=== Records supplied ===
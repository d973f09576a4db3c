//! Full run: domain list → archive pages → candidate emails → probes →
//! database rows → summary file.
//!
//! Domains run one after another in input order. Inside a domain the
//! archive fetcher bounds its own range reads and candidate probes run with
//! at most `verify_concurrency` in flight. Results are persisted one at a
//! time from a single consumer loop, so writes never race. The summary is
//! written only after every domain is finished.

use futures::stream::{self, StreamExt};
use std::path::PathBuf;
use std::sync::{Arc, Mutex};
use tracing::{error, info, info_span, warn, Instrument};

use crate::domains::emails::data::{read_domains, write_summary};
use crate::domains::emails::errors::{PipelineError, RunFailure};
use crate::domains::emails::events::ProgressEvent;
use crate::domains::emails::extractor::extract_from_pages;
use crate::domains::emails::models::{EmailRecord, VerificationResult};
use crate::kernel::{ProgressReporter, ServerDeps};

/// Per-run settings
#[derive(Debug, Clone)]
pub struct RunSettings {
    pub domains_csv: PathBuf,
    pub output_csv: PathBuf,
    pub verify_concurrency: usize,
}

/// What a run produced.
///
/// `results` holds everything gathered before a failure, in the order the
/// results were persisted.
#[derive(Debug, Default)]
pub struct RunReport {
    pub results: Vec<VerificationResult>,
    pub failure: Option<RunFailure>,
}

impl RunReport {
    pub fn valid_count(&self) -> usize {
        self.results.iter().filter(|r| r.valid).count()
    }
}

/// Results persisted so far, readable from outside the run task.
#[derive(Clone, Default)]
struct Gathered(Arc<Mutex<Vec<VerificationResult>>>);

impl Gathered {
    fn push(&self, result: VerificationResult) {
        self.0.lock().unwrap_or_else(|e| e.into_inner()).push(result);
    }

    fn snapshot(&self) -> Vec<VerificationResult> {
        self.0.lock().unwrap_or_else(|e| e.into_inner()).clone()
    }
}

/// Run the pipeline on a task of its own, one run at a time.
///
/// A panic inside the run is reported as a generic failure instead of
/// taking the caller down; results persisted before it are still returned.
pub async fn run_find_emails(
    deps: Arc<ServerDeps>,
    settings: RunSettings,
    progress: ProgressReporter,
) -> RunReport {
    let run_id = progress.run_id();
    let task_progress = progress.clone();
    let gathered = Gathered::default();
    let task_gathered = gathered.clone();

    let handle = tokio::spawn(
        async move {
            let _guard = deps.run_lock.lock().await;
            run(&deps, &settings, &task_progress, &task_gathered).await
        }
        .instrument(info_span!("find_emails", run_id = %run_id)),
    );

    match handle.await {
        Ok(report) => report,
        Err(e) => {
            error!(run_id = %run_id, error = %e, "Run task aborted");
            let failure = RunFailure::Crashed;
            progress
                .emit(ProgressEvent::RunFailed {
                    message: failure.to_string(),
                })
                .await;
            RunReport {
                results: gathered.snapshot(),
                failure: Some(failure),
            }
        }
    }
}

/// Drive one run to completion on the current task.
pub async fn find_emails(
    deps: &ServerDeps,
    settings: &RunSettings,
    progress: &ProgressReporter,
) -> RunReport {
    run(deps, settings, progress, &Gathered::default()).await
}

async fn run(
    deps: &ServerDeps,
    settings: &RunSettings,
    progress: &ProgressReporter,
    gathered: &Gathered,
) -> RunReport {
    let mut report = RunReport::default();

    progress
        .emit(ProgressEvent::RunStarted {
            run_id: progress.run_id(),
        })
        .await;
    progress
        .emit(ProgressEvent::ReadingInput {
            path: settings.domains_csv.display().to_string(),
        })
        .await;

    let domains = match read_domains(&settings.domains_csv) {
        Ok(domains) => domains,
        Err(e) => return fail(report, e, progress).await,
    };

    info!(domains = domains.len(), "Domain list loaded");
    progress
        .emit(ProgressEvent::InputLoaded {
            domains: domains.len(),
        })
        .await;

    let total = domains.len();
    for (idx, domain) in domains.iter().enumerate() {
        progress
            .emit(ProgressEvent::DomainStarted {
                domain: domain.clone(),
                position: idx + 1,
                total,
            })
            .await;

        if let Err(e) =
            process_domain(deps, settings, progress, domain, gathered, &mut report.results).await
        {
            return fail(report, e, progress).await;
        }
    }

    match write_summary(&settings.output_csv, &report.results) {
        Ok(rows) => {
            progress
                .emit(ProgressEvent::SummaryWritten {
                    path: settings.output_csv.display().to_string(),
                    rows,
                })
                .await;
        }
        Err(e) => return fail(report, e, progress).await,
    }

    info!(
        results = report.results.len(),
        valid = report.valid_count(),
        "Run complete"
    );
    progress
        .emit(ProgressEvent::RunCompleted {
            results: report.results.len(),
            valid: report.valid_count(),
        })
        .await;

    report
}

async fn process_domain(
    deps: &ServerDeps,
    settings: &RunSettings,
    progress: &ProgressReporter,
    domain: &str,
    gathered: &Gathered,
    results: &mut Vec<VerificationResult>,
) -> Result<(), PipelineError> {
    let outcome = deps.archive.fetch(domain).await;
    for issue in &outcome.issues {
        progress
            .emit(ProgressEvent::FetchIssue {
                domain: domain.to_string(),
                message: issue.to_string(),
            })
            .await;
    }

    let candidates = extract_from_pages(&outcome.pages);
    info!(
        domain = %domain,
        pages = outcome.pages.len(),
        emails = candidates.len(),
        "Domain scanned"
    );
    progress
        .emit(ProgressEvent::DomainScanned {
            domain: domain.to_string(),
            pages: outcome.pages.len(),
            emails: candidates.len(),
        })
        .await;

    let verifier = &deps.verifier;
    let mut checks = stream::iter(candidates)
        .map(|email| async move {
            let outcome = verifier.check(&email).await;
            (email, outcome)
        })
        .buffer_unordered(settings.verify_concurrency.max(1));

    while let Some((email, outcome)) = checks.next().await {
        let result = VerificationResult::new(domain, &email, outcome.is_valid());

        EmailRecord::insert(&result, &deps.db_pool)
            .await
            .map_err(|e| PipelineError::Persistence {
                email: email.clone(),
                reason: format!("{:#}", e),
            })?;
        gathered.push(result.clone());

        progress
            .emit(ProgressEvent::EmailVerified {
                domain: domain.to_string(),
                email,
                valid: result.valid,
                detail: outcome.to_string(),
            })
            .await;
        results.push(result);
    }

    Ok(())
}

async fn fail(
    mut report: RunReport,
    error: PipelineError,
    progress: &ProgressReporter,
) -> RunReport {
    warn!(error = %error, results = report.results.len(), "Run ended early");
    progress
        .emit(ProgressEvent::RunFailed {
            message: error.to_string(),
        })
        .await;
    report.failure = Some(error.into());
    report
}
===
To do
Reproduce each line of the entries in which the word "lock" is found.

Answer space
        self.0.lock().unwrap_or_else(|e| e.into_inner()).push(result);
        self.0.lock().unwrap_or_else(|e| e.into_inner()).clone()
            let _guard = deps.run_lock.lock().await;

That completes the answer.